Aparte de las notas al uso en diarios y blogs, nada parece haber cambiado en esa apreciación del ilustre pero infausto madrileño. Brillan por su ausencia los actos dedicados a conmemorar el cincuentenario de la muerte de este perenne dinamitero de salón, el primer “moderno” de la literatura española, castizo vanguardista que como tantos otros heterodoxos permanece desterrado de los libros de texto, denegado a sucesivas generaciones. Contrasta ese vacío que se le hace con la vigencia de sus palabras y actos en un clima como el actual, el país entero reducido a un absurdo comparable al de aquella greguería suya que decía “intenté suicidarme, pero casi me mato”.

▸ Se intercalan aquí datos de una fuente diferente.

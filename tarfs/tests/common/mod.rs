#![allow(dead_code)]

use std::sync::{Arc, Mutex};

use block_dev::{BLOCK_SIZE, BlockDevice};

/// 内存中的块设备，越界访问直接panic
#[derive(Debug)]
pub struct RamDisk(Mutex<Vec<u8>>);

impl RamDisk {
    pub fn new(mut image: Vec<u8>) -> Arc<Self> {
        image.resize(image.len().div_ceil(BLOCK_SIZE) * BLOCK_SIZE, 0);
        Arc::new(Self(Mutex::new(image)))
    }

    pub fn bytes(&self) -> Vec<u8> {
        self.0.lock().unwrap().clone()
    }
}

impl BlockDevice for RamDisk {
    fn read_block(&self, block_id: usize, buf: &mut [u8]) {
        assert!(block_id < self.num_blocks(), "read past the device: {block_id}");
        let image = self.0.lock().unwrap();
        buf.copy_from_slice(&image[block_id * BLOCK_SIZE..][..BLOCK_SIZE]);
    }

    fn write_block(&self, block_id: usize, buf: &[u8]) {
        assert!(block_id < self.num_blocks(), "write past the device: {block_id}");
        let mut image = self.0.lock().unwrap();
        image[block_id * BLOCK_SIZE..][..BLOCK_SIZE].copy_from_slice(buf);
    }

    fn num_blocks(&self) -> usize {
        self.0.lock().unwrap().len() / BLOCK_SIZE
    }
}

pub fn device(image: Vec<u8>) -> Arc<dyn BlockDevice> {
    RamDisk::new(image)
}

/// 逐字节构造ustar归档
#[derive(Debug, Default)]
pub struct Archive {
    bytes: Vec<u8>,
}

impl Archive {
    pub fn new() -> Self {
        Self::default()
    }

    pub fn dir(self, path: &str) -> Self {
        self.block(header(path, b'5', 0, ""))
    }

    pub fn file(self, path: &str, data: &[u8]) -> Self {
        self.block(header(path, b'0', data.len() as u64, ""))
            .content(data)
    }

    pub fn symlink(self, path: &str, target: &str) -> Self {
        self.block(header(path, b'2', 0, target))
    }

    /// GNU长路径条目，后面必须紧跟它所描述的条目
    pub fn long_name(self, path: &str) -> Self {
        let mut name = path.as_bytes().to_vec();
        name.push(0);
        self.block(header("././@LongLink", b'L', name.len() as u64, ""))
            .content(&name)
    }

    pub fn block(mut self, block: [u8; BLOCK_SIZE]) -> Self {
        self.bytes.extend_from_slice(&block);
        self
    }

    pub fn content(mut self, data: &[u8]) -> Self {
        self.bytes.extend_from_slice(data);
        self.bytes
            .resize(self.bytes.len().div_ceil(BLOCK_SIZE) * BLOCK_SIZE, 0);
        self
    }

    /// 追加两个全零块作为结束标志
    pub fn finish(mut self) -> Vec<u8> {
        self.bytes.resize(self.bytes.len() + 2 * BLOCK_SIZE, 0);
        self.bytes
    }

    /// 不追加结束标志
    pub fn unterminated(self) -> Vec<u8> {
        self.bytes
    }
}

pub fn header(path: &str, typeflag: u8, size: u64, link: &str) -> [u8; BLOCK_SIZE] {
    let mut block = [0u8; BLOCK_SIZE];
    block[..path.len()].copy_from_slice(path.as_bytes());
    block[100..108].copy_from_slice(b"0000644\0");
    block[108..116].copy_from_slice(b"0001750\0");
    block[116..124].copy_from_slice(b"0001750\0");
    block[124..136].copy_from_slice(format!("{size:011o}\0").as_bytes());
    block[136..148].copy_from_slice(b"14723573155\0");
    block[156] = typeflag;
    block[157..157 + link.len()].copy_from_slice(link.as_bytes());
    block[257..263].copy_from_slice(b"ustar\0");
    block[263..265].copy_from_slice(b"00");
    seal(&mut block);
    block
}

/// 重新计算校验和
pub fn seal(block: &mut [u8; BLOCK_SIZE]) {
    block[148..156].fill(b' ');
    let sum: u32 = block.iter().map(|&b| u32::from(b)).sum();
    block[148..156].copy_from_slice(format!("{sum:06o}\0 ").as_bytes());
}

Debería ser este autor materia obligatoria en los institutos del estado, y en otros espacios, empezando por un monólogo que también se encuentra en la Filmoteca virtual, cuatro minutos de filmación registrados en el parque del Retiro en 1928. “Cuando se posee la mano convincente, la multitud va detrás de la mano”, dice Ramón alzando una monstruosa mano de goma que lleva enfundada en su diestra, una mano grotesca pero amenazadora, fláccida pero imponente, una mano en la que podría concretarse la situación política que padecemos, cuando se nos quiere convencer y someter a manotazos de títere agarrotado. Ramón hablaba en ese soliloquio del arte de la oratoria, no obstante podemos ver en la deforme extremidad la garra del poder. Es una mano ridícula y risible que no por ello deja de detentar “la hinchazón de la elocuencia”.

Creador de su propio movimiento, el Ramonismo, Gómez de la Serna se tomó la vida a juego y la jugó sin descanso, zumbón y caradura, provocador y cantamañanas, egoista y malcriado niño grande de seráfica rechonchez. ¡Qué no habría dado Warhol por tener en la Factory a uno como él! Ramón era como aquella mujer de una de sus novelas que sabía llorar sin que se le descompusiera el rimel, como sabía amar sin que se le estropeara el corazón. Una criatura exótica y epatante, una estrella pop avant la lettre que protagonizó su propia movida madrileña, abriendo paso a las vanguardias de principios del pasado siglo desde la revista Prometeo, costeada por la munificencia paterna, proclamándose luego dialéctico espadachín del ultraismo.

En sus memorias, Rafael Cansinos Assens dibujaba así al veinteañero: “Ramón es un nuevo tipo de literato. Emprendedor, activo, que se hace su propia propaganda en una forma casi agresiva. Se titula “futurista” y prodiga en la conversación frases tomadas del manifiesto de Marinetti. Es un revolucionario, quiere acabar con todo lo viejo; ha publicado ya un libro metiéndose violentamente con Baroja, Azorín y Unamuno. Ahora lanza su revista y unos infolios enormes que nadie lee. El hombrecito se desespera y echa pestes de los periódicos, que lo silencian”. Escarbo en la base de datos de ISBN y compruebo aliviado que en los últimos años han sido reeditadas varias de las numerosas obras de aquel renovador y dificilmente clasificable literato, incluida su autobiografía, Automoribundia 1888-1948 (Mare Nostrum Comunicación). “¡Que le fría un huevo!”, sugería en ésta al que dudase de la veracidad y exactitud de sus palabras. “Ya ha llegado la hora del resumen. Mi resumen es que no he visto más que cometer grandes injusticias al tiempo, siendo por eso que ya no me importa desaparecer. ¡Morir lo menos engañados que podamos!”